### Provided entries
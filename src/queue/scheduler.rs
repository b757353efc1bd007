//! Single-concurrency queue scheduler.
//!
//! `notify()` is the only way work starts: it test-and-sets the processing
//! flag and, when newly set, spawns one drain worker. The drain worker loops
//! claim-one-pending -> execute -> persist-terminal until the queue is empty,
//! which is what delivers the strict one-task-at-a-time guarantee without a
//! long-lived polling loop. A `notify()` arriving while a pass is active is a
//! deliberate no-op; the active pass re-checks for pending work before it
//! stands down.

use std::sync::{Arc, Mutex, PoisonError};

use tracing::{error, info, warn};

use crate::store::{StoreError, TaskStore};
use crate::task::{Task, TaskStatus};
use crate::worker::Downloader;

use super::log::CurrentLog;

pub struct Scheduler {
    store: Arc<TaskStore>,
    downloader: Arc<dyn Downloader>,
    log: CurrentLog,
    processing: Mutex<bool>,
}

impl Scheduler {
    pub fn new(store: Arc<TaskStore>, downloader: Arc<dyn Downloader>) -> Arc<Self> {
        Arc::new(Self {
            store,
            downloader,
            log: CurrentLog::new(),
            processing: Mutex::new(false),
        })
    }

    /// Last output line of the in-flight execution, if any.
    pub fn current_log(&self) -> Option<String> {
        self.log.get()
    }

    /// Reset tasks left running by an abnormal prior shutdown.
    ///
    /// Must run exactly once at startup, before the first `notify()`,
    /// otherwise an orphaned row would stay running forever.
    pub fn recover_interrupted(&self) -> Result<usize, StoreError> {
        let count = self.store.reset_running()?;
        if count > 0 {
            warn!(count, "Reset interrupted tasks back to pending");
        }
        Ok(count)
    }

    /// Idempotently ensure a drain pass is scheduled. Never blocks.
    pub fn notify(self: Arc<Self>) {
        if !self.try_begin() {
            return;
        }
        tokio::spawn(async move { self.drain().await });
    }

    /// Test-and-set the processing flag. Returns true when this caller
    /// acquired the pass.
    fn try_begin(&self) -> bool {
        let mut processing = self.lock_processing();
        if *processing {
            false
        } else {
            *processing = true;
            true
        }
    }

    fn end_processing(&self) {
        *self.lock_processing() = false;
    }

    fn lock_processing(&self) -> std::sync::MutexGuard<'_, bool> {
        self.processing.lock().unwrap_or_else(PoisonError::into_inner)
    }

    /// Claim and execute pending tasks one at a time until none remain.
    async fn drain(&self) {
        loop {
            let task = match self.store.next_pending() {
                Ok(Some(task)) => task,
                Ok(None) => {
                    self.end_processing();
                    // A submit may have landed between the empty poll and the
                    // flag clearing above; re-check before standing down.
                    match self.store.has_pending() {
                        Ok(true) if self.try_begin() => continue,
                        Ok(_) => return,
                        Err(err) => {
                            error!(%err, "Failed to re-check pending tasks");
                            return;
                        }
                    }
                }
                Err(err) => {
                    error!(%err, "Failed to query pending tasks");
                    self.end_processing();
                    return;
                }
            };

            self.run_one(task).await;
        }
    }

    /// One claim -> execute -> persist-terminal cycle.
    async fn run_one(&self, task: Task) {
        // The claim re-checks the status, so a cancel or delete that landed
        // after the poll wins over the stale copy.
        let task = match self.store.claim_pending(&task.id) {
            Ok(Some(task)) => task,
            Ok(None) => return,
            Err(err) => {
                error!(id = %task.id, %err, "Failed to claim task");
                return;
            }
        };

        info!(
            id = %task.id,
            name = %task.display_name,
            language = %task.language,
            overwrite = task.overwrite,
            "Starting download"
        );

        let outcome = self.downloader.run(&task, &self.log).await;

        // Re-read the row so concurrent language edits made during the run
        // are not clobbered by the stale claim copy.
        let row = match self.store.get(&task.id) {
            Ok(Some(row)) => Some(row),
            Ok(None) => None,
            Err(err) => {
                error!(id = %task.id, %err, "Failed to re-read task after execution");
                None
            }
        };

        if let Some(mut row) = row {
            row.status = outcome;
            if outcome == TaskStatus::Completed {
                row.overwrite = false;
            }
            row.touch();
            if let Err(err) = self.store.upsert(&row) {
                error!(id = %row.id, %err, "Failed to persist terminal status");
            }
        }

        match outcome {
            TaskStatus::Completed => {
                info!(id = %task.id, name = %task.display_name, "Download completed")
            }
            _ => error!(id = %task.id, name = %task.display_name, "Download failed"),
        }
    }
}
######
■ Goal of the exercise
Every line in the entries that contains the word "warn" should be counted, and the total stated alone.

■ Solution for this problem
2